Bunlar İslâm ahlâkı değil, Nemrud ve Firavun ahlakıdır…
Pahalı Kongo veya Brezilya graniti döşetmekle iş bitmiyor. Pahalı, parlak, cafcaflı ama sanatlı mı, estetik mi, güzel mi?
Aklını ithal malı pahalı granitlere takmış olanlar, terrakota denilen sırlı toprak malzemenin daha sanatlı ve güzel olduğunu biliyorlar mı?
Ya bazı zengin, çok zengin tesettürlü hanım ve kızların kıyafetlerine ne demeli?
Cesaretleri varsa gelsinler, onlardan on kadarını pahalı tesettür kıyafetleri ile bir salonda toplayalım, uluslararası beş moda uzmanından rapor alalım. Elbiseleri, renkleri, üslupları, çizgileri başarılı mıdır? Sanatlı mıdır? Zarif midir?

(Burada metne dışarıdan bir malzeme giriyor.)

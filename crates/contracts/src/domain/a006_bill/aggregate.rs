use serde::{Deserialize, Serialize};

use crate::domain::a001_customer::aggregate::CustomerId;

crate::uuid_aggregate_id!(
    /// Уникальный идентификатор счёта
    BillId
);

#[derive(Debug, Clone, Copy, PartialEq, Eq, Serialize, Deserialize)]
#[serde(rename_all = "snake_case")]
pub enum BillStatus {
    Issued,
    Paid,
    Overdue,
    Cancelled,
}

impl BillStatus {
    pub fn label(&self) -> &'static str {
        match self {
            BillStatus::Issued => "Issued",
            BillStatus::Paid => "Paid",
            BillStatus::Overdue => "Overdue",
            BillStatus::Cancelled => "Cancelled",
        }
    }
}

/// Строка счёта (тарифная составляющая)
#[derive(Debug, Clone, PartialEq, Serialize, Deserialize)]
pub struct BillLine {
    pub description: String,
    pub quantity: f64,
    pub unit_price: f64,
    pub amount: f64,
}

/// Счёт абонента за расчётный период. Суммы рассчитывает сервер.
#[derive(Debug, Clone, PartialEq, Serialize, Deserialize)]
pub struct Bill {
    pub id: BillId,
    pub number: String,
    pub customer_id: CustomerId,
    /// Billing period, `YYYY-MM`
    pub period: String,
    pub issue_date: String,
    pub due_date: String,
    pub consumption: f64,
    pub lines: Vec<BillLine>,
    pub total: f64,
    pub status: BillStatus,
}

/// Asks the backend to generate bills for every active customer in a period.
#[derive(Debug, Clone, Serialize, Deserialize)]
pub struct GenerateBillsRequest {
    pub period: String,
}

#[derive(Debug, Clone, Serialize, Deserialize)]
pub struct GenerateBillsResponse {
    pub generated: u32,
    pub skipped: u32,
}

#[cfg(test)]
mod tests {
    use super::*;

    #[test]
    fn test_deserialize_bill() {
        let json = r#"{
            "id": "6f1c0c7e-3b8b-4c1f-9d6a-0b7f0f8a2c11",
            "number": "B-2024-0001",
            "customer_id": "0d4f7a52-90a4-4d35-8f1e-2b1f8e6f2a90",
            "period": "2024-05",
            "issue_date": "2024-06-01",
            "due_date": "2024-06-20",
            "consumption": 14.5,
            "lines": [
                {"description": "Fixed charge", "quantity": 1.0, "unit_price": 5.0, "amount": 5.0},
                {"description": "Water", "quantity": 14.5, "unit_price": 1.2, "amount": 17.4}
            ],
            "total": 22.4,
            "status": "overdue"
        }"#;
        let bill: Bill = serde_json::from_str(json).unwrap();
        assert_eq!(bill.status, BillStatus::Overdue);
        assert_eq!(bill.lines.len(), 2);
        assert_eq!(bill.customer_id.to_string(), "0d4f7a52-90a4-4d35-8f1e-2b1f8e6f2a90");
    }
}
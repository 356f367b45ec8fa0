//! Structural guard against duplicate submissions.
//!
//! A screen holds one [`InFlight`] per operation. `try_begin` hands out at
//! most one live [`InFlightGuard`]; the flag clears when the guard drops,
//! whether the operation succeeded, failed, or was abandoned.

use leptos::prelude::*;

#[derive(Debug, Clone, Copy)]
pub struct InFlight {
    busy: RwSignal<bool>,
}

impl InFlight {
    pub fn new() -> Self {
        Self {
            busy: RwSignal::new(false),
        }
    }

    /// Tracked read, for disabling buttons and showing spinners.
    pub fn is_busy(&self) -> bool {
        self.busy.get()
    }

    /// Claims the operation, or returns `None` while a previous claim is live.
    pub fn try_begin(&self) -> Option<InFlightGuard> {
        if self.busy.get_untracked() {
            return None;
        }
        self.busy.set(true);
        Some(InFlightGuard { busy: self.busy })
    }
}

impl Default for InFlight {
    fn default() -> Self {
        Self::new()
    }
}

#[derive(Debug)]
#[must_use = "the operation is released as soon as the guard is dropped"]
pub struct InFlightGuard {
    busy: RwSignal<bool>,
}

impl Drop for InFlightGuard {
    fn drop(&mut self) {
        // The owning screen may already be unmounted.
        let _ = self.busy.try_set(false);
    }
}

#[cfg(test)]
mod tests {
    use super::*;

    fn with_owner(test: impl FnOnce()) {
        let owner = Owner::new();
        owner.set();
        test();
    }

    #[test]
    fn test_second_claim_is_refused_while_first_is_live() {
        with_owner(|| {
            let flight = InFlight::new();
            let guard = flight.try_begin();
            assert!(guard.is_some());
            assert!(flight.try_begin().is_none());
            assert!(flight.busy.get_untracked());
        });
    }

    #[test]
    fn test_dropping_guard_releases_flag() {
        with_owner(|| {
            let flight = InFlight::new();
            {
                let _guard = flight.try_begin().unwrap();
            }
            assert!(!flight.busy.get_untracked());
            assert!(flight.try_begin().is_some());
        });
    }
}
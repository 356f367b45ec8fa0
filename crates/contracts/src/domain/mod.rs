pub mod a001_customer;
pub mod a002_fee;
pub mod a003_billing_parameter;
pub mod a004_service_unit;
pub mod a005_meter_reading;
pub mod a006_bill;
pub mod common;
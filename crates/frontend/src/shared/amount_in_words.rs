//! Сумма прописью для счетов

const ONES: [&str; 20] = [
    "zero", "one", "two", "three", "four", "five", "six", "seven", "eight", "nine", "ten",
    "eleven", "twelve", "thirteen", "fourteen", "fifteen", "sixteen", "seventeen", "eighteen",
    "nineteen",
];

const TENS: [&str; 10] = [
    "", "", "twenty", "thirty", "forty", "fifty", "sixty", "seventy", "eighty", "ninety",
];

const SCALES: [(u64, &str); 3] = [
    (1_000_000_000, "billion"),
    (1_000_000, "million"),
    (1_000, "thousand"),
];

/// Words for 1..=999
fn below_thousand(n: u64) -> String {
    let hundreds = n / 100;
    let rest = n % 100;
    let mut parts = Vec::new();
    if hundreds > 0 {
        parts.push(format!("{} hundred", ONES[hundreds as usize]));
    }
    if rest > 0 {
        if rest < 20 {
            parts.push(ONES[rest as usize].to_string());
        } else if rest % 10 == 0 {
            parts.push(TENS[(rest / 10) as usize].to_string());
        } else {
            parts.push(format!(
                "{}-{}",
                TENS[(rest / 10) as usize],
                ONES[(rest % 10) as usize]
            ));
        }
    }
    parts.join(" ")
}

/// Whole number in lowercase English words
pub fn number_in_words(n: u64) -> String {
    if n == 0 {
        return ONES[0].to_string();
    }
    let mut remaining = n;
    let mut parts = Vec::new();
    for (scale, name) in SCALES {
        let chunk = remaining / scale;
        if chunk > 0 {
            parts.push(format!("{} {}", number_in_words(chunk), name));
            remaining %= scale;
        }
    }
    if remaining > 0 {
        parts.push(below_thousand(remaining));
    }
    parts.join(" ")
}

fn capitalize(s: &str) -> String {
    let mut chars = s.chars();
    match chars.next() {
        Some(first) => first.to_uppercase().chain(chars).collect(),
        None => String::new(),
    }
}

/// Сумма прописью: `123.45` -> "One hundred twenty-three dollars and 45/100"
///
/// Cents are rounded to the nearest hundredth before splitting, so `0.999`
/// reads as one dollar. Non-finite input is treated as zero.
pub fn amount_in_words(amount: f64) -> String {
    let amount = if amount.is_finite() { amount } else { 0.0 };
    let total_cents = (amount.abs() * 100.0).round() as u64;
    let dollars = total_cents / 100;
    let cents = total_cents % 100;

    let unit = if dollars == 1 { "dollar" } else { "dollars" };
    let mut words = format!("{} {} and {:02}/100", number_in_words(dollars), unit, cents);
    if amount < 0.0 && total_cents > 0 {
        words = format!("minus {}", words);
    }
    capitalize(&words)
}

#[cfg(test)]
mod tests {
    use super::*;

    #[test]
    fn test_basic_amount() {
        assert_eq!(
            amount_in_words(123.45),
            "One hundred twenty-three dollars and 45/100"
        );
    }

    #[test]
    fn test_zero_and_single_dollar() {
        assert_eq!(amount_in_words(0.0), "Zero dollars and 00/100");
        assert_eq!(amount_in_words(1.0), "One dollar and 00/100");
        assert_eq!(amount_in_words(0.07), "Zero dollars and 07/100");
    }

    #[test]
    fn test_cents_rounding_carries_into_dollars() {
        assert_eq!(amount_in_words(0.999), "One dollar and 00/100");
        assert_eq!(amount_in_words(9.996), "Ten dollars and 00/100");
    }

    #[test]
    fn test_scales() {
        assert_eq!(
            number_in_words(1_234_567),
            "one million two hundred thirty-four thousand five hundred sixty-seven"
        );
        assert_eq!(number_in_words(2_000_000_015), "two billion fifteen");
        assert_eq!(number_in_words(40), "forty");
        assert_eq!(number_in_words(100_000), "one hundred thousand");
    }

    #[test]
    fn test_negative_and_non_finite() {
        assert_eq!(amount_in_words(-5.5), "Minus five dollars and 50/100");
        assert_eq!(amount_in_words(f64::NAN), "Zero dollars and 00/100");
    }
}
pub mod amount_in_words;
pub mod api_utils;
pub mod components;
pub mod date_utils;
pub mod export;
pub mod icons;
pub mod in_flight;
pub mod list_utils;
pub mod modal;
pub mod notifications;
pub mod pdf;
pub mod resource;
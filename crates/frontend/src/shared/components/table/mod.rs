pub mod number_format;
pub mod sortable_header_cell;
pub mod table_cell_checkbox;
pub mod table_cell_money;

pub use number_format::*;
pub use sortable_header_cell::SortableHeaderCell;
pub use table_cell_checkbox::RowCheckbox;
pub use table_cell_money::MoneyCell;
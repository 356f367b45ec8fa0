use contracts::system::auth::{LoginResponse, UserInfo};
use leptos::prelude::*;
use leptos::task::spawn_local;

use super::{api, storage};
use crate::shared::api_utils::{api_base, ApiClient, Session};

#[derive(Clone, Debug, Default, PartialEq)]
pub struct AuthState {
    pub session: Option<Session>,
    pub user_info: Option<UserInfo>,
}

impl AuthState {
    pub fn is_authenticated(&self) -> bool {
        self.session.is_some() && self.user_info.is_some()
    }

    /// Transport bound to this state's session.
    pub fn client(&self) -> ApiClient {
        ApiClient::new(api_base(), self.session.clone())
    }
}

/// Auth context provider component
#[component]
pub fn AuthProvider(children: ChildrenFn) -> impl IntoView {
    let auth_state = RwSignal::new(AuthState {
        session: storage::get_access_token().map(Session::new),
        user_info: storage::get_user_info(),
    });

    // Re-validate a restored session once on mount
    if let Some(session) = auth_state.get_untracked().session {
        spawn_local(async move {
            let client = ApiClient::new(api_base(), Some(session.clone()));
            match api::get_current_user(&client).await {
                Ok(user_info) => {
                    storage::save_user_info(&user_info);
                    let _ = auth_state.try_set(AuthState {
                        session: Some(session),
                        user_info: Some(user_info),
                    });
                }
                Err(e) => {
                    log::error!("Stored session rejected: {}", e);
                    storage::clear_tokens();
                    let _ = auth_state.try_set(AuthState::default());
                }
            }
        });
    }

    provide_context(auth_state);

    children()
}

/// Hook to access auth state
pub fn use_auth() -> RwSignal<AuthState> {
    use_context::<RwSignal<AuthState>>().expect("AuthProvider not found in component tree")
}

/// API client carrying the current session. Re-read it per request so a
/// logout in between is honoured.
pub fn use_api() -> Signal<ApiClient> {
    let auth_state = use_auth();
    Signal::derive(move || auth_state.with(AuthState::client))
}

/// Persist a successful login and switch the shell to the main layout
pub fn complete_login(auth_state: RwSignal<AuthState>, response: LoginResponse) {
    storage::save_access_token(&response.access_token);
    storage::save_user_info(&response.user);
    auth_state.set(AuthState {
        session: Some(Session::new(response.access_token)),
        user_info: Some(response.user),
    });
}

/// Helper: Perform logout
pub fn do_logout(auth_state: RwSignal<AuthState>) {
    let client = auth_state.get_untracked().client();
    storage::clear_tokens();
    auth_state.set(AuthState::default());
    spawn_local(async move {
        if let Err(e) = api::logout(&client).await {
            log::debug!("Logout request failed: {}", e);
        }
    });
}

#[cfg(test)]
mod tests {
    use super::*;
    use contracts::system::auth::Role;

    #[test]
    fn test_authenticated_needs_session_and_user() {
        let mut state = AuthState::default();
        assert!(!state.is_authenticated());
        state.session = Some(Session::new("t"));
        assert!(!state.is_authenticated());
        state.user_info = Some(UserInfo {
            id: "1".into(),
            username: "admin".into(),
            full_name: None,
            role: Role::Admin,
            customer_id: None,
        });
        assert!(state.is_authenticated());
    }
}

Evlerimizin dekorasyonu da genellikle sanatlı değildir.
Sanatlı giyim kuşam, sanatlı tesettür, sanatlı dekorasyon sadece para ile olmuyor. Kültür, uzmanlık, birikim de lazım. Bunlar bizde yoksa, bilenlerden yardım isteyeceğiz. Bu yardımı istiyor muyuz?
“Para benim, canımın istediğini yaparım, kimseye akıl danışmaya mecbur değilim…” Böyle diyenler, yetersiz akılları ile rezil ü rüsvay oluyorlar da haberleri yok.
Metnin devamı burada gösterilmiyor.